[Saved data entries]
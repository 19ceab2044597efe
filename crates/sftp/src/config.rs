//! SFTP connection settings.

use std::fmt;
use std::path::PathBuf;
use std::time::Duration;

use serde::{Deserialize, Serialize};

use crate::{DEFAULT_CONNECT_TIMEOUT_SECS, DEFAULT_IO_TIMEOUT_SECS, DEFAULT_PORT};

/// Errors in the SFTP settings.
#[derive(Debug, thiserror::Error)]
pub enum SftpConfigError {
    #[error("missing required SFTP setting: {0}")]
    Missing(&'static str),

    #[error("invalid value for {key}: {value}")]
    Invalid { key: &'static str, value: String },
}

/// Connection settings for the remote landing server.
///
/// Only presence is validated; the content of each value is the
/// operator's responsibility.
#[derive(Clone, PartialEq, Serialize, Deserialize)]
pub struct SftpConfig {
    #[serde(default)]
    pub host: String,

    #[serde(default = "default_port")]
    pub port: u16,

    #[serde(default)]
    pub username: String,

    /// Private key used for public-key authentication.
    #[serde(default)]
    pub key_path: PathBuf,

    #[serde(default, skip_serializing_if = "Option::is_none")]
    pub key_passphrase: Option<String>,

    /// Base directory on the server; batches land below it.
    #[serde(default)]
    pub remote_path: String,

    #[serde(default = "default_connect_timeout")]
    pub connect_timeout_secs: u64,

    /// Upper bound for any single remote operation after connecting.
    #[serde(default = "default_io_timeout")]
    pub io_timeout_secs: u64,
}

fn default_port() -> u16 {
    DEFAULT_PORT
}

fn default_connect_timeout() -> u64 {
    DEFAULT_CONNECT_TIMEOUT_SECS
}

fn default_io_timeout() -> u64 {
    DEFAULT_IO_TIMEOUT_SECS
}

impl fmt::Debug for SftpConfig {
    fn fmt(&self, f: &mut fmt::Formatter<'_>) -> fmt::Result {
        f.debug_struct("SftpConfig")
            .field("host", &self.host)
            .field("port", &self.port)
            .field("username", &self.username)
            .field("key_path", &self.key_path)
            .field(
                "key_passphrase",
                &self.key_passphrase.as_ref().map(|_| "<redacted>"),
            )
            .field("remote_path", &self.remote_path)
            .field("connect_timeout_secs", &self.connect_timeout_secs)
            .field("io_timeout_secs", &self.io_timeout_secs)
            .finish()
    }
}

impl Default for SftpConfig {
    fn default() -> Self {
        Self {
            host: String::new(),
            port: default_port(),
            username: String::new(),
            key_path: PathBuf::new(),
            key_passphrase: None,
            remote_path: String::new(),
            connect_timeout_secs: default_connect_timeout(),
            io_timeout_secs: default_io_timeout(),
        }
    }
}

impl SftpConfig {
    // Environment variables that override file settings.
    pub const ENV_HOST: &'static str = "SFTP_HOST";
    pub const ENV_PORT: &'static str = "SFTP_PORT";
    pub const ENV_USERNAME: &'static str = "SFTP_USERNAME";
    pub const ENV_KEY_PATH: &'static str = "SFTP_KEY_PATH";
    pub const ENV_REMOTE_PATH: &'static str = "SFTP_REMOTE_PATH";

    /// Overrides fields from `lookup` (normally `std::env::var`).
    pub fn apply_env<F>(&mut self, lookup: F) -> Result<(), SftpConfigError>
    where
        F: Fn(&str) -> Option<String>,
    {
        if let Some(host) = lookup(Self::ENV_HOST) {
            self.host = host;
        }
        if let Some(port) = lookup(Self::ENV_PORT) {
            self.port = port.trim().parse().map_err(|_| SftpConfigError::Invalid {
                key: Self::ENV_PORT,
                value: port.clone(),
            })?;
        }
        if let Some(username) = lookup(Self::ENV_USERNAME) {
            self.username = username;
        }
        if let Some(key_path) = lookup(Self::ENV_KEY_PATH) {
            self.key_path = PathBuf::from(key_path);
        }
        if let Some(remote_path) = lookup(Self::ENV_REMOTE_PATH) {
            self.remote_path = remote_path;
        }
        Ok(())
    }

    /// Checks that every required setting is present.
    pub fn validate(&self) -> Result<(), SftpConfigError> {
        if self.host.trim().is_empty() {
            return Err(SftpConfigError::Missing("host"));
        }
        if self.username.trim().is_empty() {
            return Err(SftpConfigError::Missing("username"));
        }
        if self.key_path.as_os_str().is_empty() {
            return Err(SftpConfigError::Missing("key_path"));
        }
        if self.remote_path.trim().is_empty() {
            return Err(SftpConfigError::Missing("remote_path"));
        }
        if self.port == 0 {
            return Err(SftpConfigError::Invalid {
                key: "port",
                value: "0".into(),
            });
        }
        Ok(())
    }

    pub fn connect_timeout(&self) -> Duration {
        Duration::from_secs(self.connect_timeout_secs)
    }

    pub fn io_timeout(&self) -> Duration {
        Duration::from_secs(self.io_timeout_secs)
    }

    /// `user@host:port`, for logs and error messages.
    pub fn peer(&self) -> String {
        format!("{}@{}:{}", self.username, self.host, self.port)
    }
}

#[cfg(test)]
mod tests {
    use super::*;
    use std::collections::HashMap;

    fn complete() -> SftpConfig {
        SftpConfig {
            host: "sftp.example.org".into(),
            username: "landing".into(),
            key_path: "/etc/ecgupload/id_ed25519".into(),
            remote_path: "/landing/uploads".into(),
            ..SftpConfig::default()
        }
    }

    #[test]
    fn defaults() {
        let config = SftpConfig::default();
        assert_eq!(config.port, 22);
        assert_eq!(config.connect_timeout(), Duration::from_secs(20));
        assert_eq!(config.io_timeout(), Duration::from_secs(300));
        assert!(config.key_passphrase.is_none());
    }

    #[test]
    fn validate_complete() {
        assert!(complete().validate().is_ok());
    }

    #[test]
    fn validate_reports_missing_field() {
        let mut config = complete();
        config.host = "  ".into();
        assert!(matches!(config.validate(), Err(SftpConfigError::Missing("host"))));

        let mut config = complete();
        config.key_path = PathBuf::new();
        assert!(matches!(
            config.validate(),
            Err(SftpConfigError::Missing("key_path"))
        ));

        let mut config = complete();
        config.remote_path.clear();
        assert!(matches!(
            config.validate(),
            Err(SftpConfigError::Missing("remote_path"))
        ));
    }

    #[test]
    fn env_overrides_file_values() {
        let env: HashMap<&str, &str> = HashMap::from([
            ("SFTP_HOST", "10.0.0.5"),
            ("SFTP_PORT", "2222"),
            ("SFTP_REMOTE_PATH", "/data/landing"),
        ]);
        let mut config = complete();
        config
            .apply_env(|k| env.get(k).map(|v| v.to_string()))
            .unwrap();

        assert_eq!(config.host, "10.0.0.5");
        assert_eq!(config.port, 2222);
        assert_eq!(config.remote_path, "/data/landing");
        assert_eq!(config.username, "landing");
    }

    #[test]
    fn env_invalid_port() {
        let mut config = complete();
        let err = config
            .apply_env(|k| (k == "SFTP_PORT").then(|| "ssh".to_string()))
            .unwrap_err();
        assert!(err.to_string().contains("SFTP_PORT"));
    }

    #[test]
    fn partial_toml_uses_defaults() {
        let toml_str = r#"
            host = "sftp.example.org"
            username = "landing"
        "#;
        let config: SftpConfig = toml::from_str(toml_str).unwrap();
        assert_eq!(config.host, "sftp.example.org");
        assert_eq!(config.port, 22);
        assert_eq!(config.connect_timeout_secs, 20);
    }

    #[test]
    fn peer_format() {
        assert_eq!(complete().peer(), "landing@sftp.example.org:22");
    }

    #[test]
    fn debug_redacts_passphrase() {
        let config = SftpConfig {
            key_passphrase: Some("hunter2".into()),
            ..complete()
        };
        let shown = format!("{config:?}");
        assert!(!shown.contains("hunter2"));
        assert!(shown.contains("<redacted>"));
        assert!(shown.contains("sftp.example.org"));
    }
}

- _TO DO_:
Your task is to retype the entries verbatim, starting with the line that holds "pub const ENV_KEY_PATH: &'static" and stopping after the line that holds "pub fn connect_timeout(&self)".

- _TASK RESULT_:
    pub const ENV_KEY_PATH: &'static str = "SFTP_KEY_PATH";
    pub const ENV_REMOTE_PATH: &'static str = "SFTP_REMOTE_PATH";

    /// Overrides fields from `lookup` (normally `std::env::var`).
    pub fn apply_env<F>(&mut self, lookup: F) -> Result<(), SftpConfigError>
    where
        F: Fn(&str) -> Option<String>,
    {
        if let Some(host) = lookup(Self::ENV_HOST) {
            self.host = host;
        }
        if let Some(port) = lookup(Self::ENV_PORT) {
            self.port = port.trim().parse().map_err(|_| SftpConfigError::Invalid {
                key: Self::ENV_PORT,
                value: port.clone(),
            })?;
        }
        if let Some(username) = lookup(Self::ENV_USERNAME) {
            self.username = username;
        }
        if let Some(key_path) = lookup(Self::ENV_KEY_PATH) {
            self.key_path = PathBuf::from(key_path);
        }
        if let Some(remote_path) = lookup(Self::ENV_REMOTE_PATH) {
            self.remote_path = remote_path;
        }
        Ok(())
    }

    /// Checks that every required setting is present.
    pub fn validate(&self) -> Result<(), SftpConfigError> {
        if self.host.trim().is_empty() {
            return Err(SftpConfigError::Missing("host"));
        }
        if self.username.trim().is_empty() {
            return Err(SftpConfigError::Missing("username"));
        }
        if self.key_path.as_os_str().is_empty() {
            return Err(SftpConfigError::Missing("key_path"));
        }
        if self.remote_path.trim().is_empty() {
            return Err(SftpConfigError::Missing("remote_path"));
        }
        if self.port == 0 {
            return Err(SftpConfigError::Invalid {
                key: "port",
                value: "0".into(),
            });
        }
        Ok(())
    }

    pub fn connect_timeout(&self) -> Duration {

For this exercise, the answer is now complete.